CLEVELAND — After a long summer, back to school can be a relief for a lot of parents. But for parents of children with food allergies, it can be a time filled with anxiety and fear.
Dr. Sandra Hong, an allergist at the Cleveland Clinic, said protecting your child, who suffers from a food allergy, expands beyond the lunch room.
The most common allergies children suffer from are tree nuts, peanuts, milk, soy and gluten.
“There can be hidden foods that are allergenic that can cause allergic reactions for their children, and it’s things that you wouldn’t even think of,” she said.
Dr. Hong said it’s normally the younger kids you have to worry about — the ones in third grade and under.
“Someone who is going to be getting their hands in things like touching, grabbing, being a kid, and putting that into their mouth, that’s where we have the problems.”
Everyday classroom items can take on new threats if children ingest them.
Crayons are often made with soy. Finger paint can be made with wheat, milk, corn or oat. Chalk can be made with milk. Craft paste can be made with wheat.

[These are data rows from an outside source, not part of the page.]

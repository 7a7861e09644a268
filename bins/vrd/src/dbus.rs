//! The org.openbmc.control.Power D-Bus interface.
//!
//! Method and property handlers do not touch the power systems directly;
//! requests are queued to the control loop and answered through a oneshot
//! channel so every state change runs on the single control task.

use std::sync::{Arc, Mutex};
use tokio::sync::{mpsc, oneshot};
use zbus::object_server::SignalEmitter;

pub const OBJECT_PATH: &str = "/org/openbmc/control/power0";
pub const BUS_NAME: &str = "org.openbmc.control.Power";

/// Request queued to the control loop.
pub enum Command {
    SetPowerState {
        state: i32,
        reply: oneshot::Sender<Result<(), String>>,
    },
    SetPowerSupplyError {
        error: String,
    },
    SetPgoodTimeout {
        seconds: i32,
    },
}

/// Control-surface values mirrored from the control loop.
#[derive(Debug, Clone, Copy, Default)]
pub struct Status {
    /// Current hardware pgood reading (1 = on).
    pub pgood: i32,
    /// Last requested power state (1 = on).
    pub state: i32,
    /// Power good timeout in seconds.
    pub pgood_timeout: i32,
}

pub struct PowerInterface {
    commands: mpsc::Sender<Command>,
    status: Arc<Mutex<Status>>,
}

impl PowerInterface {
    pub fn new(commands: mpsc::Sender<Command>, status: Arc<Mutex<Status>>) -> Self {
        Self { commands, status }
    }

    fn status(&self) -> Status {
        *self.status.lock().unwrap()
    }
}

#[zbus::interface(name = "org.openbmc.control.Power")]
impl PowerInterface {
    #[zbus(name = "setPowerState")]
    async fn set_power_state(&self, state: i32) -> zbus::fdo::Result<()> {
        if state != 0 && state != 1 {
            return Err(zbus::fdo::Error::Failed("Invalid power state".to_string()));
        }

        let (reply_tx, reply_rx) = oneshot::channel();
        self.commands
            .send(Command::SetPowerState {
                state,
                reply: reply_tx,
            })
            .await
            .map_err(|_| zbus::fdo::Error::Failed("Daemon is shutting down".to_string()))?;
        match reply_rx.await {
            Ok(Ok(())) => Ok(()),
            Ok(Err(reason)) => Err(zbus::fdo::Error::Failed(reason)),
            Err(_) => Err(zbus::fdo::Error::Failed(
                "Daemon is shutting down".to_string(),
            )),
        }
    }

    /// Returns the current hardware pgood reading, not the last requested
    /// state.
    #[zbus(name = "getPowerState")]
    async fn get_power_state(&self) -> i32 {
        self.status().pgood
    }

    #[zbus(name = "setPowerSupplyError")]
    async fn set_power_supply_error(&self, error: String) -> zbus::fdo::Result<()> {
        self.commands
            .send(Command::SetPowerSupplyError { error })
            .await
            .map_err(|_| zbus::fdo::Error::Failed("Daemon is shutting down".to_string()))
    }

    #[zbus(property, name = "pgood")]
    fn pgood(&self) -> i32 {
        self.status().pgood
    }

    #[zbus(property, name = "state")]
    fn state(&self) -> i32 {
        self.status().state
    }

    #[zbus(property, name = "pgood_timeout")]
    fn pgood_timeout(&self) -> i32 {
        self.status().pgood_timeout
    }

    #[zbus(property, name = "pgood_timeout")]
    async fn set_pgood_timeout(&mut self, seconds: i32) {
        let _ = self
            .commands
            .send(Command::SetPgoodTimeout { seconds })
            .await;
    }

    #[zbus(signal, name = "PowerGood")]
    pub async fn power_good(emitter: &SignalEmitter<'_>) -> zbus::Result<()>;

    #[zbus(signal, name = "PowerLost")]
    pub async fn power_lost(emitter: &SignalEmitter<'_>) -> zbus::Result<()>;
}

It’s important for parents and teachers to read the ingredients and labels in every item the children will come into contact with.
“If they do any projects that use milk cartons or egg cartons with the little ones,” Dr. Hong said projects should be allergy-free, too.
“They put it into their mouth, that can cause an allergic reaction in a child that’s really severe," she says.
She said beware of macaroni art which can contain gluten and creating bird feeders with peanut butter or other seeds.
Dr. Hong said it’s imperative for parents to have a relationship with anyone your child comes into contact with at school.
“That can go from your bus driver, to the teacher, to the cafeteria helpers, it can be any of the art teachers. It's really important to make sure that you get in, talk to the people that you feel like you need to and really come up with a plan for your child,” she said.